Transgenic Sertoli cell AR expression causes dose-dependent disruption of spermatogenesis and male fertility in mice   — ASN Events

Transgenic Sertoli cell AR expression causes dose-dependent disruption of spermatogenesis and male fertility in mice   (#132)

Rasmani Hazra 1 , Dannielle Upton 1 , Mark Jimenez 1 , David J Handelsman 1 , Charles M Allan 1
  1. ANZAC Research Institute, University of Sydney, Concord, NSW, Australia

Androgen actions are essential for spermatogenesis. Androgen-deficiency or loss of functional androgen receptor (AR) causes spermatogenic arrest and infertility. Yet, androgen-dependent male germ cells do not express AR, demonstrating the functional importance of testicular AR-expressing somatic cells, like Sertoli cells.
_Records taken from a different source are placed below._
use std::fmt;

use rust_decimal::Decimal;
use rust_decimal_macros::dec;
use serde::{Deserialize, Serialize};

use crate::types::Years;

/// Maturity-ladder classification. Each bucket is inclusive on its upper edge.
#[derive(Debug, Clone, Copy, Default, PartialEq, Eq, Hash, Serialize, Deserialize)]
pub enum MaturityBucket {
    #[serde(rename = "past")]
    Past,
    #[serde(rename = "0-1y")]
    UpTo1Y,
    #[serde(rename = "1-3y")]
    From1To3Y,
    #[serde(rename = "3-5y")]
    From3To5Y,
    #[serde(rename = "5-10y")]
    From5To10Y,
    #[serde(rename = "10y+")]
    Over10Y,
    #[default]
    #[serde(rename = "unknown")]
    Unknown,
}

/// The canonical ladder rungs, shortest first.
pub const LADDER: [MaturityBucket; 5] = [
    MaturityBucket::UpTo1Y,
    MaturityBucket::From1To3Y,
    MaturityBucket::From3To5Y,
    MaturityBucket::From5To10Y,
    MaturityBucket::Over10Y,
];

impl MaturityBucket {
    pub fn as_str(&self) -> &'static str {
        match self {
            MaturityBucket::Past => "past",
            MaturityBucket::UpTo1Y => "0-1y",
            MaturityBucket::From1To3Y => "1-3y",
            MaturityBucket::From3To5Y => "3-5y",
            MaturityBucket::From5To10Y => "5-10y",
            MaturityBucket::Over10Y => "10y+",
            MaturityBucket::Unknown => "unknown",
        }
    }
}

impl fmt::Display for MaturityBucket {
    fn fmt(&self, f: &mut fmt::Formatter<'_>) -> fmt::Result {
        f.write_str(self.as_str())
    }
}

/// Classify a time to maturity into its ladder bucket.
pub fn bucket(years: Option<Years>) -> MaturityBucket {
    let Some(years) = years else {
        return MaturityBucket::Unknown;
    };
    if years < Decimal::ZERO {
        MaturityBucket::Past
    } else if years <= dec!(1) {
        MaturityBucket::UpTo1Y
    } else if years <= dec!(3) {
        MaturityBucket::From1To3Y
    } else if years <= dec!(5) {
        MaturityBucket::From3To5Y
    } else if years <= dec!(10) {
        MaturityBucket::From5To10Y
    } else {
        MaturityBucket::Over10Y
    }
}
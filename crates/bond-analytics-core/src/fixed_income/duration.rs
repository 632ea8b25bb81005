use rust_decimal::prelude::ToPrimitive;
use rust_decimal::Decimal;
use rust_decimal_macros::dec;

use crate::types::{Percent, Years, FACE_VALUE};

// ---------------------------------------------------------------------------
// Constants
// ---------------------------------------------------------------------------

/// Coupon payments per year assumed when none is configured.
pub const DEFAULT_COUPON_FREQUENCY: u32 = 2;

// ---------------------------------------------------------------------------
// Public API
// ---------------------------------------------------------------------------

/// Macaulay duration in years of a bullet bond, PV-weighted over its
/// coupon schedule.
///
/// Returns `None` when `years <= 0`, the frequency is zero, the discounted
/// cash flows do not sum to a positive amount, or the arithmetic overflows.
pub fn macaulay_duration(
    coupon_rate: Percent,
    ytm_pct: Percent,
    years: Years,
    freq: u32,
) -> Option<Years> {
    let schedule = Schedule::new(coupon_rate, ytm_pct, years, freq)?;
    schedule.macaulay()
}

/// Approximate modified duration in years: Macaulay duration divided by
/// `1 + ytm / freq`.
///
/// A maturity shorter than one coupon period is still priced as a single
/// period.
pub fn modified_duration(
    coupon_rate: Percent,
    ytm_pct: Option<Percent>,
    years: Years,
    freq: u32,
) -> Option<Years> {
    let schedule = Schedule::new(coupon_rate, ytm_pct?, years, freq)?;
    schedule.macaulay()?.checked_div(schedule.one_plus_y()?)
}

// ---------------------------------------------------------------------------
// Internal helpers
// ---------------------------------------------------------------------------

struct Schedule {
    periods: u32,
    freq: Decimal,
    coupon_per_period: Decimal,
    yield_per_period: Decimal,
}

impl Schedule {
    fn new(coupon_rate: Percent, ytm_pct: Percent, years: Years, freq: u32) -> Option<Self> {
        if years <= Decimal::ZERO || freq == 0 {
            return None;
        }
        let freq_dec = Decimal::from(freq);
        let periods = years.checked_mul(freq_dec)?.round().to_u32()?.max(1);
        let coupon_per_period = (coupon_rate / dec!(100))
            .checked_mul(FACE_VALUE)?
            .checked_div(freq_dec)?;
        let yield_per_period = (ytm_pct / dec!(100)).checked_div(freq_dec)?;
        Some(Self {
            periods,
            freq: freq_dec,
            coupon_per_period,
            yield_per_period,
        })
    }

    fn one_plus_y(&self) -> Option<Decimal> {
        Decimal::ONE.checked_add(self.yield_per_period)
    }

    /// Sum of t * PV(CF) over sum of PV(CF), discounting iteratively
    /// (df_k = df_{k-1} * (1 + y)).
    fn macaulay(&self) -> Option<Decimal> {
        let one_plus_y = self.one_plus_y()?;
        if one_plus_y.is_zero() {
            return None;
        }

        let mut pv_total = Decimal::ZERO;
        let mut weighted_sum = Decimal::ZERO;
        let mut df = Decimal::ONE;

        for k in 1..=self.periods {
            df = match df.checked_mul(one_plus_y) {
                Some(next) => next,
                // Remaining flows discount below decimal precision.
                None => break,
            };
            let cf = if k == self.periods {
                self.coupon_per_period.checked_add(FACE_VALUE)?
            } else {
                self.coupon_per_period
            };
            let pv = cf.checked_div(df)?;
            let t_years = Decimal::from(k) / self.freq;
            pv_total = pv_total.checked_add(pv)?;
            weighted_sum = weighted_sum.checked_add(t_years.checked_mul(pv)?)?;
        }

        if pv_total <= Decimal::ZERO {
            return None;
        }
        weighted_sum.checked_div(pv_total)
    }
}
use std::collections::HashMap;
use std::str::FromStr;

use rust_decimal::Decimal;

/// One raw input row: column name to cell text.
pub type RawRow = HashMap<String, String>;

// ---------------------------------------------------------------------------
// Alias rules
// ---------------------------------------------------------------------------

/// A logical field and the columns that may carry it, in precedence order.
#[derive(Debug, Clone, Copy, PartialEq, Eq)]
pub struct FieldRule {
    pub name: &'static str,
    pub aliases: &'static [&'static str],
}

pub const TICKER: FieldRule = FieldRule {
    name: "ticker",
    aliases: &["ticker"],
};
pub const ISIN: FieldRule = FieldRule {
    name: "isin",
    aliases: &["isin"],
};
pub const ISSUER: FieldRule = FieldRule {
    name: "issuer",
    aliases: &["issuer", "name"],
};
pub const CURRENCY: FieldRule = FieldRule {
    name: "currency",
    aliases: &["currency"],
};
pub const COUPON: FieldRule = FieldRule {
    name: "coupon",
    aliases: &["coupon"],
};
pub const MATURITY: FieldRule = FieldRule {
    name: "maturity",
    aliases: &["maturity", "maturity_date"],
};
pub const PRICE: FieldRule = FieldRule {
    name: "price",
    aliases: &["price", "price_clean"],
};
pub const YTM: FieldRule = FieldRule {
    name: "ytm",
    aliases: &["ytm"],
};
pub const RUNNING_YIELD: FieldRule = FieldRule {
    name: "running_yield",
    aliases: &["running_yield"],
};

// ---------------------------------------------------------------------------
// Resolution
// ---------------------------------------------------------------------------

/// Outcome of reading a numeric field from a raw row.
#[derive(Debug, Clone, PartialEq, Eq)]
pub enum FieldValue {
    /// The cell parsed as a number.
    Present(Decimal),
    /// No alias carried a non-blank cell.
    Absent,
    /// A cell was found but is not numeric; holds the offending text.
    Invalid(String),
}

impl FieldValue {
    pub fn value(&self) -> Option<Decimal> {
        match self {
            FieldValue::Present(v) => Some(*v),
            _ => None,
        }
    }

    /// The value used for computation when lenient zero-filling applies.
    pub fn or_zero(&self) -> Decimal {
        self.value().unwrap_or(Decimal::ZERO)
    }

    pub fn is_invalid(&self) -> bool {
        matches!(self, FieldValue::Invalid(_))
    }
}

impl FieldRule {
    /// First non-blank cell among the aliases, trimmed.
    pub fn resolve<'a>(&self, row: &'a RawRow) -> Option<&'a str> {
        self.aliases
            .iter()
            .filter_map(|alias| row.get(*alias))
            .map(|cell| cell.trim())
            .find(|cell| !cell.is_empty())
    }

    /// Resolved cell text, or an empty string.
    pub fn text(&self, row: &RawRow) -> String {
        self.resolve(row).unwrap_or_default().to_string()
    }

    /// Resolved cell parsed as a number.
    pub fn number(&self, row: &RawRow) -> FieldValue {
        match self.resolve(row) {
            None => FieldValue::Absent,
            Some(cell) => match parse_number(cell) {
                Some(v) => FieldValue::Present(v),
                None => FieldValue::Invalid(cell.to_string()),
            },
        }
    }
}

/// Parse plain or scientific decimal notation.
pub fn parse_number(text: &str) -> Option<Decimal> {
    let trimmed = text.trim();
    if trimmed.is_empty() {
        return None;
    }
    Decimal::from_str(trimmed)
        .or_else(|_| Decimal::from_scientific(trimmed))
        .ok()
}

#[cfg(test)]
mod tests {
    use super::*;
    use rust_decimal_macros::dec;

    fn row(cells: &[(&str, &str)]) -> RawRow {
        cells
            .iter()
            .map(|(k, v)| (k.to_string(), v.to_string()))
            .collect()
    }

    #[test]
    fn test_first_alias_wins() {
        let r = row(&[("price", "99.5"), ("price_clean", "98")]);
        assert_eq!(PRICE.number(&r), FieldValue::Present(dec!(99.5)));
    }

    #[test]
    fn test_blank_alias_falls_through() {
        let r = row(&[("price", "  "), ("price_clean", "98.25")]);
        assert_eq!(PRICE.number(&r), FieldValue::Present(dec!(98.25)));

        let r = row(&[("issuer", ""), ("name", "Acme Corp")]);
        assert_eq!(ISSUER.text(&r), "Acme Corp");
    }

    #[test]
    fn test_invalid_cell_does_not_fall_through() {
        let r = row(&[("price", "n/a"), ("price_clean", "98")]);
        assert_eq!(PRICE.number(&r), FieldValue::Invalid("n/a".into()));
        assert_eq!(PRICE.number(&r).or_zero(), Decimal::ZERO);
    }

    #[test]
    fn test_absent_when_no_alias_present() {
        let r = row(&[("ticker", "ABC")]);
        assert_eq!(COUPON.number(&r), FieldValue::Absent);
        assert_eq!(CURRENCY.text(&r), "");
    }

    #[test]
    fn test_parse_number_forms() {
        assert_eq!(parse_number("4.25"), Some(dec!(4.25)));
        assert_eq!(parse_number(" -1 "), Some(dec!(-1)));
        assert_eq!(parse_number("1e2"), Some(dec!(100)));
        assert_eq!(parse_number("0"), Some(Decimal::ZERO));
        assert_eq!(parse_number("abc"), None);
        assert_eq!(parse_number(""), None);
    }

    #[test]
    fn test_column_names_are_case_sensitive() {
        let r = row(&[("Price", "99")]);
        assert_eq!(PRICE.number(&r), FieldValue::Absent);
    }
}
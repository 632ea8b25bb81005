pub mod csv_out;
pub mod file;
pub mod json;
pub mod minimal;
pub mod table;
pub mod yaml;

use crate::OutputFormat;
use serde_json::Value;

/// Bond record columns in display order.
pub const BOND_COLUMNS: [&str; 12] = [
    "ticker",
    "isin",
    "issuer",
    "currency",
    "coupon",
    "maturity",
    "years_to_maturity",
    "price",
    "running_yield",
    "ytm",
    "duration_mod",
    "bucket",
];

/// Dispatch output to the appropriate formatter.
pub fn format_output(format: &OutputFormat, value: &Value) {
    match format {
        OutputFormat::Json => json::print_json(value),
        OutputFormat::Yaml => yaml::print_yaml(value),
        OutputFormat::Table => table::print_table(value),
        OutputFormat::Csv => csv_out::print_csv(value),
        OutputFormat::Minimal => minimal::print_minimal(value),
    }
}

/// The summary object, whether `value` is a full report or a bare summary.
pub fn summary_of(value: &Value) -> &Value {
    value
        .as_object()
        .and_then(|m| m.get("summary"))
        .unwrap_or(value)
}

/// Render a scalar cell.
pub fn format_value(value: &Value, null: &str) -> String {
    match value {
        Value::String(s) => s.clone(),
        Value::Number(n) => n.to_string(),
        Value::Bool(b) => b.to_string(),
        Value::Null => null.to_string(),
        _ => serde_json::to_string(value).unwrap_or_default(),
    }
}
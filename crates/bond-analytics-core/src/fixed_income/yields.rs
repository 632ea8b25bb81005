use rust_decimal::Decimal;
use rust_decimal_macros::dec;

use crate::types::{Money, Percent, Years, FACE_VALUE};

/// Annual coupon cash amount per 100 face for a coupon rate in percent.
pub fn annual_coupon(coupon_rate: Percent) -> Option<Money> {
    (coupon_rate / dec!(100)).checked_mul(FACE_VALUE)
}

/// Running (current) yield in percent: annual coupon over clean price.
///
/// Defined only for a strictly positive price.
pub fn running_yield(coupon_rate: Percent, price: Money) -> Option<Percent> {
    if price <= Decimal::ZERO {
        return None;
    }
    annual_coupon(coupon_rate)?
        .checked_div(price)?
        .checked_mul(dec!(100))
}

/// Approximate yield to maturity in percent.
///
/// ```text
/// ytm = (C + (F - P) / T) / ((F + P) / 2) * 100
/// ```
///
/// Linear approximation, not a root solve. Defined only for a positive
/// price and a positive time to maturity.
pub fn ytm_approx(coupon_rate: Percent, price: Money, years: Years) -> Option<Percent> {
    if price <= Decimal::ZERO || years <= Decimal::ZERO {
        return None;
    }
    let coupon = annual_coupon(coupon_rate)?;
    let pull_to_par = (FACE_VALUE - price).checked_div(years)?;
    let average_price = FACE_VALUE.checked_add(price)?.checked_div(dec!(2))?;
    coupon
        .checked_add(pull_to_par)?
        .checked_div(average_price)?
        .checked_mul(dec!(100))
}
use anyhow::{anyhow, Result};
use clap::{
    builder::{PossibleValuesParser, ValueParser},
    Arg, ArgAction, ArgMatches, Command,
};
use tracing::Level;

pub const ARG_VERBOSITY: &str = "verbosity";
pub const ARG_LOG_FORMAT: &str = "log-format";

/// How log lines are rendered on stderr.
#[derive(Debug, Clone, Copy, PartialEq, Eq, Default)]
pub enum LogFormat {
    #[default]
    Text,
    Json,
}

#[derive(Debug, Clone, Copy, PartialEq, Eq)]
pub struct Options {
    /// `None` leaves the subscriber at its ERROR floor.
    pub level: Option<Level>,
    pub format: LogFormat,
}

impl Options {
    /// Parse logging arguments from matches.
    ///
    /// # Errors
    /// Returns an error for an unknown log format.
    pub fn parse(matches: &ArgMatches) -> Result<Self> {
        let format = match matches.get_one::<String>(ARG_LOG_FORMAT).map(String::as_str) {
            Some("text") | None => LogFormat::Text,
            Some("json") => LogFormat::Json,
            Some(other) => return Err(anyhow!("unknown log format: {other}")),
        };

        Ok(Self {
            level: level_for(matches.get_one::<u8>(ARG_VERBOSITY).copied().unwrap_or(0)),
            format,
        })
    }
}

/// Each `-v` raises the floor by one step above ERROR.
#[must_use]
pub const fn level_for(verbosity: u8) -> Option<Level> {
    match verbosity {
        0 => None,
        1 => Some(Level::WARN),
        2 => Some(Level::INFO),
        3 => Some(Level::DEBUG),
        _ => Some(Level::TRACE),
    }
}

/// Accepts either a step count or a level name in `PALESTRA_LOG_LEVEL`.
#[must_use]
pub fn validator_log_level() -> ValueParser {
    ValueParser::from(move |level: &str| -> std::result::Result<u8, String> {
        if let Ok(steps) = level.parse::<u8>() {
            return if steps <= 4 {
                Ok(steps)
            } else {
                Err(format!("verbosity must be between 0 and 4, got {steps}"))
            };
        }

        match level.to_lowercase().as_str() {
            "error" => Ok(0),
            "warn" => Ok(1),
            "info" => Ok(2),
            "debug" => Ok(3),
            "trace" => Ok(4),
            other => Err(format!("unknown log level: {other}")),
        }
    })
}

#[must_use]
pub fn with_args(command: Command) -> Command {
    command
        .arg(
            Arg::new(ARG_VERBOSITY)
                .short('v')
                .long("verbose")
                .help("Raise log verbosity: -v warn, -vv info, -vvv debug, -vvvv trace (default: error)")
                .env("PALESTRA_LOG_LEVEL")
                .global(true)
                .action(ArgAction::Count)
                .value_parser(validator_log_level()),
        )
        .arg(
            Arg::new(ARG_LOG_FORMAT)
                .long(ARG_LOG_FORMAT)
                .help("Log line format, json emits one object per event")
                .env("PALESTRA_LOG_FORMAT")
                .default_value("text")
                .value_parser(PossibleValuesParser::new(["text", "json"])),
        )
}

#[cfg(test)]
mod tests {
    use super::*;

    #[test]
    fn verbosity_maps_to_levels() {
        assert_eq!(level_for(0), None);
        assert_eq!(level_for(1), Some(Level::WARN));
        assert_eq!(level_for(2), Some(Level::INFO));
        assert_eq!(level_for(3), Some(Level::DEBUG));
        assert_eq!(level_for(9), Some(Level::TRACE));
    }

    #[test]
    fn level_names_and_counts_are_accepted() {
        let cases = [
            ("DEBUG", Some(3)),
            ("4", Some(4)),
            ("5", None),
            ("loud", None),
        ];
        for (value, expected) in cases {
            temp_env::with_vars([("PALESTRA_LOG_LEVEL", Some(value))], || {
                let parsed = with_args(Command::new("palestra"))
                    .try_get_matches_from(["palestra"])
                    .ok()
                    .and_then(|matches| matches.get_one::<u8>(ARG_VERBOSITY).copied());
                assert_eq!(parsed, expected, "PALESTRA_LOG_LEVEL={value}");
            });
        }
    }

    #[test]
    fn json_format_is_selected_from_flag_and_env() -> Result<()> {
        temp_env::with_vars(
            [
                ("PALESTRA_LOG_FORMAT", None::<&str>),
                ("PALESTRA_LOG_LEVEL", None),
            ],
            || -> Result<()> {
                let matches = with_args(Command::new("palestra"))
                    .try_get_matches_from(["palestra", "--log-format", "json", "-vv"])?;
                let options = Options::parse(&matches)?;
                assert_eq!(options.format, LogFormat::Json);
                assert_eq!(options.level, Some(Level::INFO));
                Ok(())
            },
        )?;

        temp_env::with_vars(
            [
                ("PALESTRA_LOG_FORMAT", Some("json")),
                ("PALESTRA_LOG_LEVEL", None),
            ],
            || -> Result<()> {
                let matches = with_args(Command::new("palestra")).try_get_matches_from(["palestra"])?;
                let options = Options::parse(&matches)?;
                assert_eq!(options.format, LogFormat::Json);
                assert_eq!(options.level, None);
                Ok(())
            },
        )
    }

    #[test]
    fn unknown_log_format_is_rejected() {
        let result =
            with_args(Command::new("palestra")).try_get_matches_from(["palestra", "--log-format", "xml"]);
        assert!(result.is_err());
    }
}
Recently, we created a unique transgenic (Tg) mouse model to determine the temporal role of Sertoli cell (SC) AR expression in spermatogenic development. The Tg SC-specific rat Abp promoter directed human AR (TgSCAR) expression, providing strong premature postnatal AR immunolocalized to SC nuclei, and induced precocious spermatogenic development. In TgSCAR adults, immunodetection of SCAR was confined to stage III-X seminiferous tubules, resembling the stage-specific SCAR expression pattern in WT testes. However, stronger staining of SC nuclei in stage III-V and VIII-X tubules from TgSAR versus WT testes suggested higher SCAR levels in TgSCAR testes. Comparison of independent TgSCAR lines with distinct levels of TgAR mRNA expression (qPCR) showed that TgSCAR dose-dependently reduced adult testis size (to 60% of normal), whereas androgen-dependent mature seminal vesicle weights and serum testosterone levels (LC-MSMS) remained normal. Detailed stereological analysis revealed that total adult SC numbers were reduced, despite normal circulating FSH levels (immunoassay). Comparison of total testicular germ cell populations demonstrated normal spermatogonia:Sertoli ratios and elevated spermatocyte:SC ratios in TgSCAR mice, indicating predominant SCAR-mediated control of meiotic development. In contrast, postmeiotic spermatid:SC ratios declined below normal. Despite smaller testes and reduced postmeiotic development, hemizygous TgSCAR males remained fertile. However, preliminary analysis of homozygous TgSCAR males has revealed infertile males exhibiting testes 35-40% of normal size, which had tubules with variable spermatogenic development, some devoid of germ cells displaying vacuolisation and SC nests. Therefore, our unique TgSCAR gain-of-function model shows, for the first time, a vital role for carefully regulated onset and expression levels of SC-specific AR for optimal spermatogenic development and male fertility.